Although MMF is normally administered as a fixed dose and levels of MPA are not routinely performed, it is likely that MPA levels or free MPA levels correlate to clinical effect. In fact, a randomized concentration control trial has been completed, and as of this date results are being actively analyzed.

The reason for this patient's markedly elevated free MPA may be multifactorial-MPAG levels greater than 100 μg/ml have been associated with decreased MPA-albumin binding (6). Second, patients with chronic renal failure may have altered drug-protein binding characteristics. Finally, our patient's hypoalbuminemia may also have contributed to the increased free fraction of drug. A second interesting finding in our patient was the relatively flat pharmacokinetic curve found in this patient in marked contrast to the rapid and rather steep profile seen in most patients. The reason for our patient's flat MPA pharmacokinetic curve is not clear. Whether this is also a feature of patients with chronic renal failure will need to be explored.

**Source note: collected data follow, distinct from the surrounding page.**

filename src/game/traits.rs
use std::time::Duration;

#[derive(Debug, Clone, PartialEq)]
pub enum GameError {
    /// Invalid input received
    InvalidInput(String),
    /// Game is not in a valid state for the operation
    InvalidState(String),
}

impl std::fmt::Display for GameError {
    fn fmt(&self, f: &mut std::fmt::Formatter<'_>) -> std::fmt::Result {
        match self {
            GameError::InvalidInput(msg) => write!(f, "Invalid input: {}", msg),
            GameError::InvalidState(msg) => write!(f, "Invalid state: {}", msg),
        }
    }
}

impl std::error::Error for GameError {}

/// A tick-driven game that a runner can pace and feed input to.
///
/// The runner owns the clock: it calls `tick` at `tick_rate` and forwards
/// external input as it arrives. The game itself never blocks.
pub trait Game {
    type Input;
    type Event;

    fn tick(&mut self) -> Vec<Self::Event>;
    fn handle_input(&mut self, input: Self::Input) -> Result<(), GameError>;
    fn tick_rate(&self) -> Duration;
    fn is_over(&self) -> bool {
        false
    }
}

#[cfg(test)]
mod tests {
    use super::*;

    #[test]
    fn test_error_display() {
        let err = GameError::InvalidInput("bad direction".to_string());
        assert_eq!(err.to_string(), "Invalid input: bad direction");

        let err = GameError::InvalidState("no match in progress".to_string());
        assert_eq!(err.to_string(), "Invalid state: no match in progress");
    }
}
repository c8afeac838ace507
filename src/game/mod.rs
pub mod traits;
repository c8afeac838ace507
use territory_game::game::traits::Game;
use territory_game::games::territory::{
    AgentId, Difficulty, GameInput, GameMode, MatchEvent, MenuAction, TerritoryGame,
};

#[tokio::main]
async fn main() -> Result<(), Box<dyn std::error::Error>> {
    tracing_subscriber::fmt()
        .with_env_filter(
            tracing_subscriber::EnvFilter::from_default_env()
                .add_directive("territory_game=debug".parse()?),
        )
        .init();

    let mut args = std::env::args().skip(1);
    let difficulty = match args.next().as_deref() {
        Some("hard") => Difficulty::Hard,
        _ => Difficulty::Normal,
    };

    let mut game = TerritoryGame::new();
    game.handle_input(GameInput::Menu(MenuAction::Play))?;
    game.handle_input(GameInput::Menu(MenuAction::SelectMode(GameMode::AiVsAi)))?;
    game.handle_input(GameInput::Menu(MenuAction::SelectDifficulty(difficulty)))?;
    tracing::info!(?difficulty, "running AI vs AI match");

    let mut interval = tokio::time::interval(game.tick_rate());
    while !game.is_over() {
        interval.tick().await;
        for event in game.tick() {
            match event {
                MatchEvent::PowerUpSpawned { position, kind } => {
                    tracing::info!(?kind, x = position.x, y = position.y, "power-up spawned");
                }
                MatchEvent::PowerUpCollected { agent, kind } => {
                    tracing::info!(?agent, ?kind, "power-up collected");
                }
                MatchEvent::AgentFrozen { agent, until } => {
                    tracing::info!(?agent, until, "agent frozen");
                }
                MatchEvent::MatchOver { outcome } => {
                    tracing::info!(?outcome, "match over");
                }
            }
        }
    }

    if let Some(field) = game.snapshot().field {
        println!(
            "final score: blue {} / green {}",
            field.blue.score, field.green.score
        );
        println!(
            "territory: blue {} cells / green {} cells",
            field
                .cells
                .iter()
                .filter(|c| **c == Some(AgentId::Blue))
                .count(),
            field
                .cells
                .iter()
                .filter(|c| **c == Some(AgentId::Green))
                .count()
        );
    }
    match game.outcome() {
        Some(outcome) => println!("outcome: {:?}", outcome),
        None => println!("outcome: unresolved"),
    }

    Ok(())
}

Although we believe that it is likely, we cannot conclusively state that this patient's leukopenia was causally related to her elevated free MPA concentrations nor that her Gram-negative sepsis was related to her leukopenia. This should not detract from the finding of markedly decreased MPA protein binding with concomitantly increased free MPA levels seen in this patient. Given the fact that both MPAG and hypoalbuminemia decrease MPA binding to albumin, our observation is not a totally unexpected finding in a patient (with renal failure) maintained on MMF for any extended period of time. This patient did not develop any gastrointestinal disturbance, and one can speculate that local MPAG/MPA levels may play a more important role in this toxicity than systemic levels.

The relationship of free MPA concentrations and clinical response requires further study. If a relationship is indeed present, special consideration may be needed in patients with chronic renal failure and severe hypoalbuminemia. This might include not only measurements of total MPA, but also of free MPA concentrations in this special patient group.

Footnotes

Shaw LM, Mick R, Nowak I, Korecka M, Brayman KL. Mycophenolic acid pharmacokinetics in renal transplant patients with delayed graft function. Submitted for publication.